# ASSIGNMENT
Filter the listing below, keeping only the lines with the word "usize".
------------------------------------
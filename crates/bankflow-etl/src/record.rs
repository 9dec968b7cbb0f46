//! Row representations for the three tiers.

use crate::entity::{ColumnKind, Entity};
use crate::error::{EtlError, EtlResult};
use chrono::NaiveDate;
use serde::{Deserialize, Serialize};

/// Raw row as kept in staging: one optional string per source column, aligned
/// with [`Entity::raw_columns`].
#[derive(Debug, Clone, PartialEq, Eq, Serialize, Deserialize)]
pub struct StagingRow {
    pub entity: Entity,
    pub natural_key: String,
    pub values: Vec<Option<String>>,
}

impl StagingRow {
    pub fn get(&self, column: &str) -> Option<&str> {
        self.entity
            .raw_columns()
            .iter()
            .position(|c| *c == column)
            .and_then(|idx| self.values.get(idx))
            .and_then(|v| v.as_deref())
    }

    /// Column/value pairs, used when quarantining the row.
    pub fn to_json(&self) -> serde_json::Value {
        let map = self
            .entity
            .raw_columns()
            .iter()
            .zip(&self.values)
            .map(|(column, value)| {
                let value = value
                    .as_ref()
                    .map_or(serde_json::Value::Null, |v| serde_json::Value::String(v.clone()));
                (column.to_string(), value)
            })
            .collect();
        serde_json::Value::Object(map)
    }
}

#[derive(Debug, Clone, PartialEq, Serialize)]
#[serde(untagged)]
pub enum FieldValue {
    Null,
    Text(String),
    Integer(i64),
    Real(f64),
    Date(NaiveDate),
    Boolean(bool),
}

impl FieldValue {
    pub fn is_null(&self) -> bool {
        matches!(self, FieldValue::Null)
    }

    pub fn as_text(&self) -> Option<&str> {
        match self {
            FieldValue::Text(s) => Some(s),
            _ => None,
        }
    }

    pub fn as_real(&self) -> Option<f64> {
        match self {
            FieldValue::Real(v) => Some(*v),
            FieldValue::Integer(v) => Some(*v as f64),
            _ => None,
        }
    }

    pub fn as_integer(&self) -> Option<i64> {
        match self {
            FieldValue::Integer(v) => Some(*v),
            _ => None,
        }
    }

    pub fn as_bool(&self) -> Option<bool> {
        match self {
            FieldValue::Boolean(v) => Some(*v),
            _ => None,
        }
    }

    pub fn as_date(&self) -> Option<NaiveDate> {
        match self {
            FieldValue::Date(d) => Some(*d),
            _ => None,
        }
    }

    fn matches_kind(&self, kind: ColumnKind) -> bool {
        matches!(
            (self, kind),
            (FieldValue::Null, _)
                | (FieldValue::Text(_), ColumnKind::Text)
                | (FieldValue::Integer(_), ColumnKind::Integer)
                | (FieldValue::Real(_), ColumnKind::Real)
                | (FieldValue::Date(_), ColumnKind::Date)
                | (FieldValue::Boolean(_), ColumnKind::Boolean)
        )
    }

    /// Text form used for CSV export. NULL is written as `NA`.
    pub fn to_cell(&self) -> String {
        match self {
            FieldValue::Null => "NA".to_string(),
            FieldValue::Text(s) => s.clone(),
            FieldValue::Integer(v) => v.to_string(),
            FieldValue::Real(v) => v.to_string(),
            FieldValue::Date(d) => d.format("%Y-%m-%d").to_string(),
            FieldValue::Boolean(v) => v.to_string(),
        }
    }
}

impl From<String> for FieldValue {
    fn from(value: String) -> Self {
        FieldValue::Text(value)
    }
}

impl From<&str> for FieldValue {
    fn from(value: &str) -> Self {
        FieldValue::Text(value.to_string())
    }
}

impl From<i64> for FieldValue {
    fn from(value: i64) -> Self {
        FieldValue::Integer(value)
    }
}

impl From<f64> for FieldValue {
    fn from(value: f64) -> Self {
        FieldValue::Real(value)
    }
}

impl From<bool> for FieldValue {
    fn from(value: bool) -> Self {
        FieldValue::Boolean(value)
    }
}

impl From<NaiveDate> for FieldValue {
    fn from(value: NaiveDate) -> Self {
        FieldValue::Date(value)
    }
}

impl<T: Into<FieldValue>> From<Option<T>> for FieldValue {
    fn from(value: Option<T>) -> Self {
        value.map_or(FieldValue::Null, Into::into)
    }
}

/// Cleaned, typed row as kept in the transform and production tiers. Values
/// are aligned with [`Entity::typed_columns`].
#[derive(Debug, Clone, PartialEq, Serialize)]
pub struct TypedRecord {
    pub entity: Entity,
    pub natural_key: String,
    pub values: Vec<FieldValue>,
}

impl TypedRecord {
    pub fn builder(entity: Entity) -> RecordBuilder {
        RecordBuilder {
            entity,
            values: vec![FieldValue::Null; entity.typed_columns().len()],
            problem: None,
        }
    }

    pub fn get(&self, column: &str) -> Option<&FieldValue> {
        self.entity
            .typed_columns()
            .iter()
            .position(|c| c.name == column)
            .and_then(|idx| self.values.get(idx))
    }

    pub(crate) fn set(&mut self, column: &str, value: FieldValue) -> bool {
        match self
            .entity
            .typed_columns()
            .iter()
            .position(|c| c.name == column)
        {
            Some(idx) => {
                self.values[idx] = value;
                true
            }
            None => false,
        }
    }
}

pub struct RecordBuilder {
    entity: Entity,
    values: Vec<FieldValue>,
    problem: Option<String>,
}

impl RecordBuilder {
    pub fn set(mut self, column: &str, value: impl Into<FieldValue>) -> Self {
        let value = value.into();
        let spec = self
            .entity
            .typed_columns()
            .iter()
            .enumerate()
            .find(|(_, c)| c.name == column);

        match spec {
            Some((idx, spec)) if value.matches_kind(spec.kind) => self.values[idx] = value,
            Some((_, spec)) => {
                self.problem
                    .get_or_insert_with(|| format!("{} expects {:?}, got {:?}", column, spec.kind, value));
            }
            None => {
                self.problem
                    .get_or_insert_with(|| format!("{} has no column '{}'", self.entity, column));
            }
        }
        self
    }

    pub fn build(self) -> EtlResult<TypedRecord> {
        let key_column = self.entity.key_column();
        if let Some(problem) = self.problem {
            return Err(EtlError::Config(problem));
        }
        let natural_key = match self.values.first() {
            Some(FieldValue::Text(key)) if !key.is_empty() => key.clone(),
            _ => {
                return Err(EtlError::Config(format!(
                    "{} record built without {}",
                    self.entity, key_column
                )))
            }
        };
        Ok(TypedRecord {
            entity: self.entity,
            natural_key,
            values: self.values,
        })
    }
}

/// A staging row the transform engine refused, with the reason.
#[derive(Debug, Clone, PartialEq, Serialize)]
pub struct QuarantinedRow {
    pub entity: Entity,
    pub natural_key: String,
    pub reason: String,
    pub raw: serde_json::Value,
}

#[cfg(test)]
#[allow(clippy::unwrap_used)]
mod tests {
    use super::*;

    #[test]
    fn test_builder_places_values_by_column() {
        let record = TypedRecord::builder(Entity::Branch)
            .set("branch_id", "B1")
            .set("region", "South")
            .set("city", None::<String>)
            .build()
            .unwrap();

        assert_eq!(record.natural_key, "B1");
        assert_eq!(record.get("region").and_then(FieldValue::as_text), Some("South"));
        assert!(record.get("city").unwrap().is_null());
        assert!(record.get("nonexistent").is_none());
    }

    #[test]
    fn test_builder_rejects_wrong_kind_and_unknown_column() {
        let wrong_kind = TypedRecord::builder(Entity::Loan)
            .set("loan_id", "L1")
            .set("loan_amount", "lots")
            .build();
        assert!(wrong_kind.is_err());

        let unknown = TypedRecord::builder(Entity::Loan)
            .set("loan_id", "L1")
            .set("colour", "red")
            .build();
        assert!(unknown.is_err());

        let keyless = TypedRecord::builder(Entity::Loan).set("loan_amount", 10.0).build();
        assert!(keyless.is_err());
    }

    #[test]
    fn test_staging_row_lookup_and_json() {
        let row = StagingRow {
            entity: Entity::Branch,
            natural_key: "B1".into(),
            values: vec![
                Some("B1".into()),
                Some("Main".into()),
                None,
                Some("Goa".into()),
                None,
            ],
        };
        assert_eq!(row.get("state"), Some("Goa"));
        assert_eq!(row.get("city"), None);
        let json = row.to_json();
        assert_eq!(json["branch_name"], "Main");
        assert!(json["manager_name"].is_null());
    }

    #[test]
    fn test_cells() {
        let date = NaiveDate::from_ymd_opt(2024, 1, 5).unwrap();
        assert_eq!(FieldValue::from(date).to_cell(), "2024-01-05");
        assert_eq!(FieldValue::Null.to_cell(), "NA");
        assert_eq!(FieldValue::from(true).to_cell(), "true");
        assert_eq!(FieldValue::from(1500.5).to_cell(), "1500.5");
    }
}
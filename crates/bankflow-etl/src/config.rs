//! Configuration management

use chrono::NaiveDate;
use serde::{Deserialize, Serialize};
use std::path::PathBuf;
use std::time::Duration;

// ============================================================================
// Pipeline Configuration Constants
// ============================================================================

/// Directory scanned for source CSV files.
pub const DEFAULT_DATA_DIR: &str = "./data";

/// Staging tier (raw rows and the ingestion ledger).
pub const DEFAULT_STAGING_DATABASE_URL: &str = "sqlite://bankflow_staging.db?mode=rwc";

/// Transform tier (cleaned rows and quarantine).
pub const DEFAULT_TRANSFORM_DATABASE_URL: &str = "sqlite://bankflow_transform.db?mode=rwc";

/// Production tier.
pub const DEFAULT_PRODUCTION_DATABASE_URL: &str = "sqlite://bankflow_production.db?mode=rwc";

/// Maximum connections per tier pool.
pub const DEFAULT_DB_MAX_CONNECTIONS: u32 = 5;

/// Pool acquire timeout in seconds.
pub const DEFAULT_DB_ACQUIRE_TIMEOUT_SECS: u64 = 30;

/// Rows per staging upsert transaction.
pub const DEFAULT_BATCH_SIZE: usize = 500;

/// Insert attempts per candidate row within one load call.
pub const DEFAULT_LOAD_MAX_ATTEMPTS: u32 = 3;

/// Base delay between load attempts; attempt `n` waits `n * base`.
pub const DEFAULT_LOAD_RETRY_DELAY_MS: u64 = 200;

/// Scheduler tick.
pub const DEFAULT_SCHEDULE_INTERVAL_SECS: u64 = 60;

/// Target directory for `export`.
pub const DEFAULT_EXPORT_DIR: &str = "./exports";

#[derive(Debug, Clone, Serialize, Deserialize)]
pub struct EtlConfig {
    pub data_dir: PathBuf,
    pub database: DatabaseConfig,
    pub batch_size: usize,
    pub load: LoadConfig,
    pub schedule_interval_secs: u64,
    /// Reference date for age and tenure. `None` means today (UTC).
    pub as_of_date: Option<NaiveDate>,
    pub export_dir: PathBuf,
}

#[derive(Debug, Clone, Serialize, Deserialize)]
pub struct DatabaseConfig {
    pub staging_url: String,
    pub transform_url: String,
    pub production_url: String,
    pub max_connections: u32,
    pub acquire_timeout_secs: u64,
}

#[derive(Debug, Clone, Serialize, Deserialize)]
pub struct LoadConfig {
    pub max_attempts: u32,
    pub retry_delay_ms: u64,
}

impl Default for EtlConfig {
    fn default() -> Self {
        Self {
            data_dir: PathBuf::from(DEFAULT_DATA_DIR),
            database: DatabaseConfig {
                staging_url: DEFAULT_STAGING_DATABASE_URL.to_string(),
                transform_url: DEFAULT_TRANSFORM_DATABASE_URL.to_string(),
                production_url: DEFAULT_PRODUCTION_DATABASE_URL.to_string(),
                max_connections: DEFAULT_DB_MAX_CONNECTIONS,
                acquire_timeout_secs: DEFAULT_DB_ACQUIRE_TIMEOUT_SECS,
            },
            batch_size: DEFAULT_BATCH_SIZE,
            load: LoadConfig {
                max_attempts: DEFAULT_LOAD_MAX_ATTEMPTS,
                retry_delay_ms: DEFAULT_LOAD_RETRY_DELAY_MS,
            },
            schedule_interval_secs: DEFAULT_SCHEDULE_INTERVAL_SECS,
            as_of_date: None,
            export_dir: PathBuf::from(DEFAULT_EXPORT_DIR),
        }
    }
}

fn env_parse<T: std::str::FromStr>(name: &str, default: T) -> T {
    std::env::var(name)
        .ok()
        .and_then(|s| s.trim().parse().ok())
        .unwrap_or(default)
}

impl EtlConfig {
    /// Load configuration from `.env`, the environment and defaults
    pub fn load() -> anyhow::Result<Self> {
        dotenvy::dotenv().ok();
        Self::from_env()
    }

    /// Read `BANKFLOW_*` variables without touching `.env`.
    pub fn from_env() -> anyhow::Result<Self> {
        let as_of_date = match std::env::var("BANKFLOW_AS_OF_DATE") {
            Ok(raw) if !raw.trim().is_empty() => Some(
                NaiveDate::parse_from_str(raw.trim(), "%Y-%m-%d").map_err(|e| {
                    anyhow::anyhow!("BANKFLOW_AS_OF_DATE '{}' is not YYYY-MM-DD: {}", raw, e)
                })?,
            ),
            _ => None,
        };

        let config = EtlConfig {
            data_dir: std::env::var("BANKFLOW_DATA_DIR")
                .map(PathBuf::from)
                .unwrap_or_else(|_| PathBuf::from(DEFAULT_DATA_DIR)),
            database: DatabaseConfig {
                staging_url: std::env::var("BANKFLOW_STAGING_DATABASE_URL")
                    .unwrap_or_else(|_| DEFAULT_STAGING_DATABASE_URL.to_string()),
                transform_url: std::env::var("BANKFLOW_TRANSFORM_DATABASE_URL")
                    .unwrap_or_else(|_| DEFAULT_TRANSFORM_DATABASE_URL.to_string()),
                production_url: std::env::var("BANKFLOW_PRODUCTION_DATABASE_URL")
                    .unwrap_or_else(|_| DEFAULT_PRODUCTION_DATABASE_URL.to_string()),
                max_connections: env_parse(
                    "BANKFLOW_DB_MAX_CONNECTIONS",
                    DEFAULT_DB_MAX_CONNECTIONS,
                ),
                acquire_timeout_secs: env_parse(
                    "BANKFLOW_DB_ACQUIRE_TIMEOUT",
                    DEFAULT_DB_ACQUIRE_TIMEOUT_SECS,
                ),
            },
            batch_size: env_parse("BANKFLOW_BATCH_SIZE", DEFAULT_BATCH_SIZE),
            load: LoadConfig {
                max_attempts: env_parse("BANKFLOW_LOAD_MAX_ATTEMPTS", DEFAULT_LOAD_MAX_ATTEMPTS),
                retry_delay_ms: env_parse(
                    "BANKFLOW_LOAD_RETRY_DELAY_MS",
                    DEFAULT_LOAD_RETRY_DELAY_MS,
                ),
            },
            schedule_interval_secs: env_parse(
                "BANKFLOW_SCHEDULE_INTERVAL_SECS",
                DEFAULT_SCHEDULE_INTERVAL_SECS,
            ),
            as_of_date,
            export_dir: std::env::var("BANKFLOW_EXPORT_DIR")
                .map(PathBuf::from)
                .unwrap_or_else(|_| PathBuf::from(DEFAULT_EXPORT_DIR)),
        };

        config.validate()?;

        Ok(config)
    }

    /// Validate configuration
    pub fn validate(&self) -> anyhow::Result<()> {
        for (tier, url) in [
            ("staging", &self.database.staging_url),
            ("transform", &self.database.transform_url),
            ("production", &self.database.production_url),
        ] {
            if url.trim().is_empty() {
                anyhow::bail!("The {} database URL cannot be empty", tier);
            }
        }

        if self.database.max_connections == 0 {
            anyhow::bail!("Database max_connections must be greater than 0");
        }

        if self.batch_size == 0 {
            anyhow::bail!("Batch size must be greater than 0");
        }

        if self.load.max_attempts == 0 {
            anyhow::bail!("Load max_attempts must be at least 1");
        }

        if self.schedule_interval_secs == 0 {
            anyhow::bail!("Schedule interval must be greater than 0 seconds");
        }

        Ok(())
    }

    pub fn schedule_interval(&self) -> Duration {
        Duration::from_secs(self.schedule_interval_secs)
    }

    pub fn as_of(&self) -> NaiveDate {
        self.as_of_date
            .unwrap_or_else(|| chrono::Utc::now().date_naive())
    }
}

#[cfg(test)]
#[allow(clippy::unwrap_used)]
mod tests {
    use super::*;
    use serial_test::serial;

    const VARS: &[&str] = &[
        "BANKFLOW_DATA_DIR",
        "BANKFLOW_BATCH_SIZE",
        "BANKFLOW_LOAD_MAX_ATTEMPTS",
        "BANKFLOW_AS_OF_DATE",
        "BANKFLOW_SCHEDULE_INTERVAL_SECS",
    ];

    fn clear_env() {
        for var in VARS {
            std::env::remove_var(var);
        }
    }

    #[test]
    fn test_default_config_is_valid() {
        let config = EtlConfig::default();
        assert!(config.validate().is_ok());
        assert_eq!(config.batch_size, 500);
        assert_eq!(config.load.max_attempts, 3);
        assert_eq!(config.schedule_interval(), Duration::from_secs(60));
    }

    #[test]
    #[serial]
    fn test_from_env_overrides() {
        clear_env();
        std::env::set_var("BANKFLOW_DATA_DIR", "/srv/bank/incoming");
        std::env::set_var("BANKFLOW_BATCH_SIZE", "50");
        std::env::set_var("BANKFLOW_AS_OF_DATE", "2025-03-31");

        let config = EtlConfig::from_env().unwrap();
        assert_eq!(config.data_dir, PathBuf::from("/srv/bank/incoming"));
        assert_eq!(config.batch_size, 50);
        assert_eq!(config.as_of(), NaiveDate::from_ymd_opt(2025, 3, 31).unwrap());

        clear_env();
    }

    #[test]
    #[serial]
    fn test_invalid_values_are_rejected() {
        clear_env();
        std::env::set_var("BANKFLOW_LOAD_MAX_ATTEMPTS", "0");
        assert!(EtlConfig::from_env().is_err());

        clear_env();
        std::env::set_var("BANKFLOW_AS_OF_DATE", "31/03/2025");
        assert!(EtlConfig::from_env().is_err());

        clear_env();
    }

    #[test]
    #[serial]
    fn test_unparsable_numbers_fall_back_to_defaults() {
        clear_env();
        std::env::set_var("BANKFLOW_SCHEDULE_INTERVAL_SECS", "soon");
        let config = EtlConfig::from_env().unwrap();
        assert_eq!(config.schedule_interval_secs, DEFAULT_SCHEDULE_INTERVAL_SECS);
        clear_env();
    }
}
------------------------------------
# SOLUTION TO THIS EXERCISE
pub const DEFAULT_BATCH_SIZE: usize = 500;
    pub batch_size: usize,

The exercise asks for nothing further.